It's the sixth annual World Tamale Eating Championship, and this year's table, on the steps of Lewisville City Hall, has drawn the toughest lineup of eaters ever. Consider: Among the competitors are fourth-ranked Sonya "The Black Widow" Thomas, a former Burger King manager who once downed 80 Chicken McNuggets in five minutes purely out of spite; Tim "Eater X" Janus, a two-time former champ and current record-holder with 71 tamales (in 2007); Erik "the Red" Denmark, ranked seventh in the world, who eats with the crazed abandon of a Viking, but with a better tolerance for spicy foods.

"Nasty" Nate Biller from Wichita Falls, the top-ranked Texan eater -- 18th in the world -- will be trying to claim the tamale title as a homecoming celebration, now that he's just moved back to Texas from New York City. He'd be the first Texan to win the tamale event since Austin's Levi Oliver took it in its first year, 2005.

Biller says he likes his chances in this one, because it's two minutes longer than most Major League Eating events. He says the extra time will give him a chance to catch up to top-ranked eaters who've gotten too used to the 10-minute format.

Biller's looking to shake the flavor left in his mouth after August's Rocky Mountain oyster contest, where he managed just two-and-a-half pounds of what he calls "the grossest thing I've ever eaten in my life... They were done at a casino, and the casino doesn't even serve them, so I don't think they even knew what they were doing," Biller says. "They just flattened them out and breaded them. You couldn't have any condiments, so you were just stuck with that flavor."

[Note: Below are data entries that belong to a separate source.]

//! Engine tunables and platform directory resolution.

use std::fs;
use std::path::{Path, PathBuf};
use std::time::Duration;

use anyhow::{Context, anyhow};
use directories::ProjectDirs;
use serde::{Deserialize, Serialize};

use crate::Result;

const APP_QUALIFIER: &str = "com";
const APP_ORGANISATION: &str = "NovelReader";
const APP_NAME: &str = "reader-engine";

/// Timing and sizing knobs shared by the engine components.
#[derive(Debug, Clone, PartialEq, Serialize, Deserialize)]
#[serde(default)]
pub struct EngineConfig {
    /// Fraction of the viewport height a page may fill; the rest is left for controls.
    pub page_height_ratio: f32,
    /// Delay before repaginating after typography or viewport changes.
    pub repaginate_debounce_ms: u64,
    /// Minimum spacing between two position writes.
    pub position_save_throttle_ms: u64,
    /// Bound on the durable position map.
    pub max_stored_positions: usize,
    /// Width of each tap edge as a percentage of the viewport width.
    pub edge_tap_width_percent: f32,
    /// Distance of an edge-tap scroll as a fraction of the viewport height.
    pub scroll_step_ratio: f32,
    /// How many times position restoration waits for layout before giving up.
    pub restore_attempts: u32,
    /// First restoration backoff; doubled after every failed attempt.
    pub restore_backoff_ms: u64,
}

impl Default for EngineConfig {
    fn default() -> Self {
        Self {
            page_height_ratio: 0.85,
            repaginate_debounce_ms: 500,
            position_save_throttle_ms: 1_000,
            max_stored_positions: 20,
            edge_tap_width_percent: 15.0,
            scroll_step_ratio: 0.8,
            restore_attempts: 8,
            restore_backoff_ms: 100,
        }
    }
}

impl EngineConfig {
    /// Parse a JSON document; absent keys keep their defaults and unknown keys are ignored.
    pub fn from_json_str(raw: &str) -> Result<Self> {
        let config: Self = serde_json::from_str(raw).context("parsing engine config")?;
        config.validate()?;
        Ok(config)
    }

    /// Load the config from a JSON file, falling back to defaults when it does not exist.
    pub fn load(path: impl AsRef<Path>) -> Result<Self> {
        let path = path.as_ref();
        match fs::read_to_string(path) {
            Ok(raw) => Self::from_json_str(&raw)
                .with_context(|| format!("loading engine config from {}", path.display())),
            Err(err) if err.kind() == std::io::ErrorKind::NotFound => Ok(Self::default()),
            Err(err) => Err(err).with_context(|| format!("reading {}", path.display())),
        }
    }

    pub fn validate(&self) -> Result<()> {
        if !(0.1..=1.0).contains(&self.page_height_ratio) {
            return Err(anyhow!("page_height_ratio must lie in 0.1..=1.0, got {}", self.page_height_ratio));
        }
        if !(0.0..50.0).contains(&self.edge_tap_width_percent) {
            return Err(anyhow!(
                "edge_tap_width_percent must lie in 0..50, got {}",
                self.edge_tap_width_percent
            ));
        }
        if self.max_stored_positions == 0 {
            return Err(anyhow!("max_stored_positions must be at least 1"));
        }
        Ok(())
    }

    pub fn repaginate_debounce(&self) -> Duration {
        Duration::from_millis(self.repaginate_debounce_ms)
    }

    pub fn position_save_throttle(&self) -> Duration {
        Duration::from_millis(self.position_save_throttle_ms)
    }

    pub fn restore_backoff(&self) -> Duration {
        Duration::from_millis(self.restore_backoff_ms)
    }

    pub fn with_max_stored_positions(mut self, max: usize) -> Self {
        self.max_stored_positions = max;
        self
    }

    pub fn with_position_save_throttle(mut self, window: Duration) -> Self {
        self.position_save_throttle_ms = window.as_millis() as u64;
        self
    }
}

/// Platform data directory for the engine (settings, positions, logs).
pub fn data_dir() -> Result<PathBuf> {
    ProjectDirs::from(APP_QUALIFIER, APP_ORGANISATION, APP_NAME)
        .map(|dirs| dirs.data_dir().to_path_buf())
        .ok_or_else(|| anyhow!("unable to resolve application data directory"))
}

#[cfg(test)]
mod tests {
    use super::*;

    #[test]
    fn partial_json_keeps_defaults() {
        let config =
            EngineConfig::from_json_str(r#"{ "max_stored_positions": 5, "unknown": true }"#).unwrap();
        assert_eq!(config.max_stored_positions, 5);
        assert_eq!(config.position_save_throttle_ms, 1_000);
        assert_eq!(config.page_height_ratio, 0.85);
    }

    #[test]
    fn rejects_out_of_range_ratio() {
        let err = EngineConfig::from_json_str(r#"{ "page_height_ratio": 3.0 }"#).unwrap_err();
        assert!(format!("{err:#}").contains("page_height_ratio"));
    }

    #[test]
    fn missing_file_yields_defaults() -> Result<()> {
        let temp = tempfile::tempdir()?;
        let config = EngineConfig::load(temp.path().join("engine.json"))?;
        assert_eq!(config, EngineConfig::default());
        Ok(())
    }
}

The last two years, Lewisville's tamale contest has coincided with the Krystal Square Off hamburger eating championship in Chattanooga, Tennessee, a more prestigious event that's tended to lure top eaters away from North Texas. Not so this year, and Biller's going to be needing a big improvement over his 42 tamales last year if he's going to compete.

Tamales are prepared by Lewisville's Dallas Tortilla and Tamale Factory, and the contest gets going at 1:15 p.m. Saturday, in the thick of the town's annual Western Days Festival.